E disse loro questa parabola: «La campagna di un uomo ricco fruttò abbondantemente;
egli ragionava così, fra sé: Che farò, poiché non ho dove riporre i miei raccolti? E disse:
Questo farò: demolirò i miei granai, ne costruirò altri più grandi, vi raccoglierò tutto il mio grano e i miei beni,
Ma Dio gli disse: Stolto, questa notte stessa l’anima tua ti sarà ridomandata; e quello che hai preparato, di chi sarà?
Così è di chi accumula tesori per sé e non è ricco davanti a Dio» (Luca 12:13-21).
NOTA INTRODUTTIVA
Il brano di Luca 12:13-21 si divide in due parti: la prima riguarda la richiesta di ripartire l’eredità e la seconda tratta del ricco stolto. I vv. 13-14 non servono solamente come parte introduttiva alla parabola del ricco stolto (visto che è stato a motivo di questa situazione familiare che Gesù ha parlato della parabola in questione), ma servono anche ad illustrare un problema di famiglia concernente i beni materiali di questa terra. Non c’è alcun dubbio che l’eredità, di cui parla il testo, consista in beni materiali. I due fratelli (supponendo che il padre sia morto o, se ancora vivo, abbia un’età che non gli permetta di amministrare l’eredità ai figli) devono entrare in possesso dell’eredità del proprio genitore. Ad uno dei due fratelli è stato affidato l’incarico (probabilmente dal padre mentre ancora era vivo e ne aveva le facoltà) di amministrare l’eredità, cioè di dividerla. Sta di fatto che chi ha ricevuto quest’incarico non l’ha fatto nei confronti dell’altro fratello. È quindi una situazione di famiglia che non è stata ancora risolta.
Non si conoscono i motivi che spingono il fratello (probabilmente minore) a rivolgersi a Gesù per chiederGli di ordinare a suo fratello di risolvere quel problema. Forse quell’uomo, riconoscendo la saggezza che aveva Gesù, pensa che con il Suo intervento possa convincere l’altro fratello a dividere l’eredità. Tenuto conto che si tratta indiscutibilmente di beni materiali, non ha senso logico la spiegazione che fornisce Agostino, visto che egli non tiene conto della forma letterale e, invece, dà al termine dividere un significato spirituale:
«Giustamente non ascoltò quel tale che lo sollecitava contro proprio fratello dicendo: Signore, ordina a mio fratello che divida con me l’eredità. Signore, disse, ordina a mio fratello. Che cosa? Che divida con me l’eredità. E il Signore: Dimmi, uomo. Perché vuoi dividere se non perché sei ancora «uomo»? Quando, infatti, uno arriva a dire: «Io sono di Paolo», e un altro: «Io sono di Apollo», non siete forse uomini? (1Corinzi 3: 4). Dimmi, uomo: chi mi ha costituito spartitore di eredità tra voi? Sono venuto a riunire, non a dividere» [
La Bibbia commentata dai padri, Nuovo Testamento 3 Luca, pag. 297].

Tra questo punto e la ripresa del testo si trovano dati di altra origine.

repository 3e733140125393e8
//! Frame buffer for accumulating partial reads.
//!
//! Uses `bytes::BytesMut` for zero-copy buffer management and a state
//! machine for fragmented frames:
//! - `WaitingForHeader`: need at least 8 bytes
//! - `WaitingForPayload`: header parsed, need N more payload bytes
//!
//! A receiver never decodes a payload until exactly `payload_length` bytes
//! are buffered; a header is never split or padded.

use bytes::{Bytes, BytesMut};

use super::wire_format::{Header, DEFAULT_MAX_PAYLOAD_SIZE, HEADER_SIZE};
use crate::error::Result;

/// A complete wire frame: one header plus its exactly-sized payload.
#[derive(Debug, Clone)]
pub struct Frame {
    /// Decoded header.
    pub header: Header,
    /// Payload bytes (zero-copy via `bytes::Bytes`).
    pub payload: Bytes,
}

/// State machine for frame parsing.
#[derive(Debug, Clone)]
enum State {
    /// Waiting for a complete header.
    WaitingForHeader,
    /// Header parsed, waiting for payload bytes.
    WaitingForPayload { header: Header },
}

/// Buffer for accumulating incoming bytes and extracting complete frames.
pub struct FrameBuffer {
    /// Accumulated bytes from socket reads.
    buffer: BytesMut,
    /// Current parsing state.
    state: State,
    /// Maximum allowed payload size.
    max_payload_size: u32,
}

impl FrameBuffer {
    /// Create a new frame buffer with the default payload limit.
    pub fn new() -> Self {
        Self::with_max_payload(DEFAULT_MAX_PAYLOAD_SIZE)
    }

    /// Create a new frame buffer with a custom payload limit.
    pub fn with_max_payload(max_payload_size: u32) -> Self {
        Self {
            buffer: BytesMut::with_capacity(64 * 1024),
            state: State::WaitingForHeader,
            max_payload_size,
        }
    }

    /// Push data into the buffer and extract all complete frames.
    ///
    /// Partial data is kept internally for the next push. Returns an error
    /// only on a protocol violation (a header whose `payload_length` exceeds
    /// the limit), which is fatal to the connection.
    pub fn push(&mut self, data: &[u8]) -> Result<Vec<Frame>> {
        self.buffer.extend_from_slice(data);

        let mut frames = Vec::new();
        while let Some(frame) = self.try_extract_one()? {
            frames.push(frame);
        }
        Ok(frames)
    }

    fn try_extract_one(&mut self) -> Result<Option<Frame>> {
        loop {
            match &self.state {
                State::WaitingForHeader => {
                    let Some(header) = Header::decode(&self.buffer) else {
                        return Ok(None);
                    };
                    header.validate(self.max_payload_size)?;

                    let _ = self.buffer.split_to(HEADER_SIZE);

                    if header.payload_length == 0 {
                        return Ok(Some(Frame {
                            header,
                            payload: Bytes::new(),
                        }));
                    }
                    self.state = State::WaitingForPayload { header };
                }

                State::WaitingForPayload { header } => {
                    let needed = header.payload_length as usize;
                    if self.buffer.len() < needed {
                        return Ok(None);
                    }

                    let payload = self.buffer.split_to(needed).freeze();
                    let header = *header;
                    self.state = State::WaitingForHeader;
                    return Ok(Some(Frame { header, payload }));
                }
            }
        }
    }

    /// Number of buffered bytes not yet assembled into a frame.
    pub fn len(&self) -> usize {
        self.buffer.len()
    }

    /// Check if the buffer is empty.
    pub fn is_empty(&self) -> bool {
        self.buffer.is_empty()
    }

    /// Clear the buffer and reset parsing state.
    pub fn clear(&mut self) {
        self.buffer.clear();
        self.state = State::WaitingForHeader;
    }
}

impl Default for FrameBuffer {
    fn default() -> Self {
        Self::new()
    }
}
//! Reserved opcode space and the extension convention.
//!
//! The transport reserves a small set of control codes. Application opcode
//! tables start at [`FIRST_FREE_OPCODE`] and are assigned via [`opcode_id`],
//! so multiple independent tables can be layered without collision:
//!
//! ```
//! use framecast::protocol::opcode;
//!
//! const MY_LOGIN: i32 = opcode::opcode_id(0);
//! const MY_CHAT: i32 = opcode::opcode_id(1);
//! assert!(MY_LOGIN >= opcode::FIRST_FREE_OPCODE);
//! ```

/// Does nothing; safe to send as padding or a probe.
pub const NOOP: i32 = 0;

/// Keep-alive packet; consumed by the session, never dispatched.
pub const HEARTBEAT: i32 = 1;

/// File transfer payload.
pub const SEND_FILE: i32 = 2;

/// Peer requests an orderly disconnect.
pub const DISCONNECT_REQUEST: i32 = 3;

/// Acknowledges a disconnect request.
pub const DISCONNECT_ACK: i32 = 4;

/// Application-level entity diff.
pub const ENTITY_UPDATE: i32 = 5;

/// Liveness probe; the session answers with [`PONG`] when no application
/// handler claims it.
pub const PING: i32 = 6;

/// Answer to [`PING`].
pub const PONG: i32 = 7;

/// Peer asks for a file by name.
pub const REQUEST_FILE: i32 = 8;

/// First opcode available to application tables.
pub const FIRST_FREE_OPCODE: i32 = 100;

/// Map an application table index to a wire opcode.
pub const fn opcode_id(index: i32) -> i32 {
    FIRST_FREE_OPCODE + index
}

#[cfg(test)]
mod tests {
    use super::*;

    #[test]
    fn test_opcode_id_offsets_from_sentinel() {
        assert_eq!(opcode_id(0), FIRST_FREE_OPCODE);
        assert_eq!(opcode_id(5), FIRST_FREE_OPCODE + 5);
    }

    #[test]
    fn test_reserved_codes_below_sentinel() {
        for code in [
            NOOP,
            HEARTBEAT,
            SEND_FILE,
            DISCONNECT_REQUEST,
            DISCONNECT_ACK,
            ENTITY_UPDATE,
            PING,
            PONG,
            REQUEST_FILE,
        ] {
            assert!(code < FIRST_FREE_OPCODE);
        }
    }

    #[test]
    fn test_reserved_codes_distinct() {
        let codes = [
            NOOP,
            HEARTBEAT,
            SEND_FILE,
            DISCONNECT_REQUEST,
            DISCONNECT_ACK,
            ENTITY_UPDATE,
            PING,
            PONG,
            REQUEST_FILE,
        ];
        for (i, a) in codes.iter().enumerate() {
            for b in &codes[i + 1..] {
                assert_ne!(a, b);
            }
        }
    }
}
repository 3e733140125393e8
//! Client-side connection actor.
//!
//! Adds two things over the server session: a connect phase with endpoint
//! failover, and heartbeat generation so the peer's input deadline never
//! expires while the application is idle.
//!
//! # Example
//!
//! ```ignore
//! use framecast::{ClientConnection, Dispatcher, SessionConfig};
//!
//! let connection = ClientConnection::connect(
//!     &candidates,
//!     Arc::new(Dispatcher::new()),
//!     SessionConfig::default(),
//! )
//! .await?;
//! connection.send_packet(&packet).await?;
//! ```

use std::net::SocketAddr;
use std::sync::Arc;

use tokio::net::TcpStream;
use tokio::time;

use crate::error::{FramecastError, Result};
use crate::protocol::Packet;

use super::deadline::Deadline;
use super::{io, spawn_deadline_supervisor, Dispatcher, SessionConfig, SessionHandle, SessionState};

/// An established client connection.
pub struct ClientConnection {
    handle: SessionHandle,
    peer: SocketAddr,
}

impl ClientConnection {
    /// Connect with failover across an ordered endpoint candidate list.
    ///
    /// Each candidate gets one attempt bounded by the connect timeout; on
    /// failure or expiry the next candidate is tried. When the list is
    /// exhausted this reports [`FramecastError::EndpointsExhausted`] — the
    /// transport performs no further automatic reconnect.
    pub async fn connect(
        endpoints: &[SocketAddr],
        dispatcher: Arc<Dispatcher>,
        config: SessionConfig,
    ) -> Result<Self> {
        let (stream, peer) = Self::connect_with_failover(endpoints, &config).await?;
        if let Err(e) = stream.set_nodelay(true) {
            tracing::debug!(error = %e, "could not disable Nagle");
        }

        let (handle, queue_rx, stop_rx) = SessionHandle::new(None, &config);
        let (reader, writer) = stream.into_split();

        let (input_deadline, input_watch) = Deadline::armed(config.input_timeout);
        let (output_deadline, output_watch) = Deadline::parked();
        spawn_deadline_supervisor(input_watch, stop_rx.clone(), handle.clone(), "input");
        spawn_deadline_supervisor(output_watch, stop_rx.clone(), handle.clone(), "output");

        let heartbeat = config.heartbeat_interval;
        tokio::spawn(io::read_loop(
            reader,
            handle.clone(),
            dispatcher,
            input_deadline,
            stop_rx.clone(),
            config.clone(),
        ));
        tokio::spawn(io::write_loop(
            writer,
            queue_rx,
            handle.clone(),
            output_deadline,
            stop_rx,
            config,
            Some(heartbeat),
        ));

        handle.mark_active();
        tracing::debug!(session = handle.id(), %peer, "client connection established");
        Ok(Self { handle, peer })
    }

    async fn connect_with_failover(
        endpoints: &[SocketAddr],
        config: &SessionConfig,
    ) -> Result<(TcpStream, SocketAddr)> {
        for addr in endpoints {
            match time::timeout(config.connect_timeout, TcpStream::connect(addr)).await {
                Ok(Ok(stream)) => return Ok((stream, *addr)),
                Ok(Err(e)) => {
                    tracing::warn!(endpoint = %addr, error = %e, "connect failed, trying next endpoint");
                }
                Err(_) => {
                    tracing::warn!(endpoint = %addr, "connect timed out, trying next endpoint");
                }
            }
        }
        Err(FramecastError::EndpointsExhausted)
    }

    /// The endpoint this connection was established against.
    pub fn peer(&self) -> SocketAddr {
        self.peer
    }

    /// Handle to the underlying session.
    pub fn handle(&self) -> &SessionHandle {
        &self.handle
    }

    /// Current lifecycle state.
    pub fn state(&self) -> SessionState {
        self.handle.state()
    }

    /// Enqueue a packet for the peer.
    pub async fn send_packet(&self, packet: &Packet) -> Result<()> {
        self.handle.send_packet(packet).await
    }

    /// Stop the connection. Idempotent.
    pub fn stop(&self) {
        self.handle.stop();
    }

    /// Wait until the connection has stopped.
    pub async fn closed(&self) {
        self.handle.closed().await;
    }
}

#[cfg(test)]
mod tests {
    use super::*;
    use tokio::net::TcpListener;
    use tokio::time::Duration;

    fn fast_config() -> SessionConfig {
        SessionConfig {
            connect_timeout: Duration::from_millis(500),
            ..SessionConfig::default()
        }
    }

    #[tokio::test]
    async fn test_empty_candidate_list_is_exhausted() {
        let result =
            ClientConnection::connect(&[], Arc::new(Dispatcher::new()), fast_config()).await;
        assert!(matches!(result, Err(FramecastError::EndpointsExhausted)));
    }

    #[tokio::test]
    async fn test_connect_to_listening_endpoint() {
        let listener = TcpListener::bind("127.0.0.1:0").await.unwrap();
        let addr = listener.local_addr().unwrap();

        let accept = tokio::spawn(async move { listener.accept().await });

        let connection =
            ClientConnection::connect(&[addr], Arc::new(Dispatcher::new()), fast_config())
                .await
                .unwrap();

        assert_eq!(connection.state(), SessionState::Active);
        assert_eq!(connection.peer(), addr);
        accept.await.unwrap().unwrap();
    }

    #[tokio::test]
    async fn test_failover_to_second_candidate() {
        let listener = TcpListener::bind("127.0.0.1:0").await.unwrap();
        let good = listener.local_addr().unwrap();
        let bad: SocketAddr = "127.0.0.1:1".parse().unwrap();

        let accept = tokio::spawn(async move { listener.accept().await });

        let connection =
            ClientConnection::connect(&[bad, good], Arc::new(Dispatcher::new()), fast_config())
                .await
                .unwrap();

        assert_eq!(connection.peer(), good);
        accept.await.unwrap().unwrap();
    }

    #[tokio::test]
    async fn test_all_candidates_unreachable() {
        let bad1: SocketAddr = "127.0.0.1:1".parse().unwrap();
        let bad2: SocketAddr = "127.0.0.1:2".parse().unwrap();

        let result = ClientConnection::connect(
            &[bad1, bad2],
            Arc::new(Dispatcher::new()),
            fast_config(),
        )
        .await;

        assert!(matches!(result, Err(FramecastError::EndpointsExhausted)));
    }
}
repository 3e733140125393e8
//! Error types for framecast.

use thiserror::Error;

use crate::protocol::DecodeError;

/// Main error type for all transport operations.
///
/// Transport-level failures (I/O, protocol violations) are fatal to their
/// connection and converge on the session's `stop()`. [`DecodeError`]s are
/// local to one packet and recoverable.
#[derive(Debug, Error)]
pub enum FramecastError {
    /// I/O error during socket operations.
    #[error("I/O error: {0}")]
    Io(#[from] std::io::Error),

    /// Malformed packet payload (recoverable; the packet is discarded).
    #[error("decode error: {0}")]
    Decode(#[from] DecodeError),

    /// Protocol violation (oversized frame, invalid header).
    #[error("protocol error: {0}")]
    Protocol(String),

    /// The session's output queue is gone; the connection is stopping or
    /// stopped.
    #[error("connection closed")]
    ConnectionClosed,

    /// The session's output queue is full.
    #[error("output queue full")]
    QueueFull,

    /// Every candidate endpoint failed or timed out during connect.
    #[error("all candidate endpoints exhausted")]
    EndpointsExhausted,
}

/// Result type alias using FramecastError.
pub type Result<T> = std::result::Result<T, FramecastError>;
//! Re-armable deadline timers for connection liveness.
//!
//! Each session runs one supervisor task per deadline. The owning actor
//! calls [`Deadline::arm`] whenever liveness is demonstrated (a read
//! completed, a write started); the supervisor sleeps to the current expiry
//! and re-checks on wakeup:
//!
//! ```text
//! wait_until(expiry)
//! if expiry <= now: expired          // nobody re-armed in time
//! else: reschedule for new expiry    // someone re-armed first
//! ```
//!
//! A parked deadline sits at the far future and never fires until armed.
//! Dropping the [`Deadline`] or tripping the session stop signal cancels the
//! supervisor without firing, so a stray expiry can never revive a closed
//! connection.

use tokio::sync::watch;
use tokio::time::{self, Duration, Instant};

/// Expiry used while a deadline is parked.
const PARKED: Duration = Duration::from_secs(365 * 24 * 60 * 60);

/// Arming side of a deadline. Owned by the session's I/O loops.
#[derive(Debug)]
pub struct Deadline {
    expiry: watch::Sender<Instant>,
}

/// Waiting side of a deadline. Consumed by [`supervise`].
#[derive(Debug)]
pub struct DeadlineWatch {
    expiry: watch::Receiver<Instant>,
}

impl Deadline {
    /// Create a deadline already armed to fire `after` from now.
    pub fn armed(after: Duration) -> (Self, DeadlineWatch) {
        let (tx, rx) = watch::channel(Instant::now() + after);
        (Self { expiry: tx }, DeadlineWatch { expiry: rx })
    }

    /// Create a parked deadline that will not fire until armed.
    pub fn parked() -> (Self, DeadlineWatch) {
        Self::armed(PARKED)
    }

    /// Push the expiry to `now + after`.
    pub fn arm(&self, after: Duration) {
        let _ = self.expiry.send(Instant::now() + after);
    }

    /// Push the expiry to the far future.
    pub fn park(&self) {
        let _ = self.expiry.send(Instant::now() + PARKED);
    }
}

/// Wait on a deadline until it expires or is cancelled.
///
/// Returns `true` if the deadline expired, `false` if it was cancelled
/// first (the [`Deadline`] was dropped or `stop` tripped).
pub(crate) async fn supervise(
    mut watch: DeadlineWatch,
    mut stop: watch::Receiver<bool>,
) -> bool {
    loop {
        let expiry = *watch.expiry.borrow_and_update();
        tokio::select! {
            _ = time::sleep_until(expiry) => {
                // Re-armed between wakeups? Then this was not a timeout.
                if *watch.expiry.borrow() <= Instant::now() {
                    return true;
                }
            }
            changed = watch.expiry.changed() => {
                if changed.is_err() {
                    return false;
                }
            }
            _ = stop.changed() => return false,
        }
    }
}
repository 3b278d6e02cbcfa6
pub mod config;
pub mod domain;
pub mod inbound;
pub mod outbound;

pub use domain::identity;
pub use outbound::repositories;
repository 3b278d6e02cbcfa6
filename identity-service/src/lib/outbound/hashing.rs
use credentials::Argon2Hasher;
use credentials::CredentialError;
use credentials::HashingCost;

use crate::identity::errors::HashingError;
use crate::identity::ports::CredentialHasher;

/// CredentialHasher adapter over the shared Argon2id primitive.
#[derive(Clone)]
pub struct Argon2CredentialHasher {
    inner: Argon2Hasher,
}

impl Argon2CredentialHasher {
    pub fn new(cost: HashingCost) -> Result<Self, CredentialError> {
        Ok(Self {
            inner: Argon2Hasher::new(cost)?,
        })
    }
}

impl CredentialHasher for Argon2CredentialHasher {
    fn hash(&self, plaintext: &str) -> Result<String, HashingError> {
        self.inner
            .hash(plaintext)
            .map_err(|e| HashingError(e.to_string()))
    }

    fn verify(&self, plaintext: &str, hash: &str) -> bool {
        self.inner.verify(plaintext, hash).unwrap_or_else(|e| {
            tracing::warn!(error = %e, "Stored secret hash could not be checked");
            false
        })
    }
}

Se Gesù rifiutò d’intromettersi in quella faccenda, non fu per sottovalutare quel bisogno, ma soprattutto perché la Sua missione sulla terra mirava a ben altro, cioè alla salvezza dei peccatori e alla loro riconciliazione con Dio. Ecco perché Egli rispose:
Uomo, chi mi ha costituito su di voi giudice o spartitore?, volendo intendere con questo che, per le cose materiali, essi dovevano rivolgersi ai giudici, persone qualificate in questa materia. Però, davanti a quel caso, Gesù ravvisò la necessità di esortare gli ascoltatori a stare attenti e a guardarsi dall’avarizia. La parabola del ricco stolto mira a questo.
Esame della parabola
L’uomo ricco della parabola viene presentato come una persona che pensa solamente ai beni materiali e ne fa dipendere la felicità della sua vita. L’avarizia è una forma di egoismo raffinato. L’avaro, infatti, vive la sua vita pensando solamente a se stesso e, nello stesso tempo, ignora chi esiste attorno di lui. Quando aumentano le sue possibilità economiche, egli non è totalmente soddisfatto, nel senso che non è pago della condizione in cui si trova, ma pensa a come conservare la ricchezza, perché, in effetti, nel suo cuore c’è avidità, cioè l’insaziabilità riguardo a quello che possiede.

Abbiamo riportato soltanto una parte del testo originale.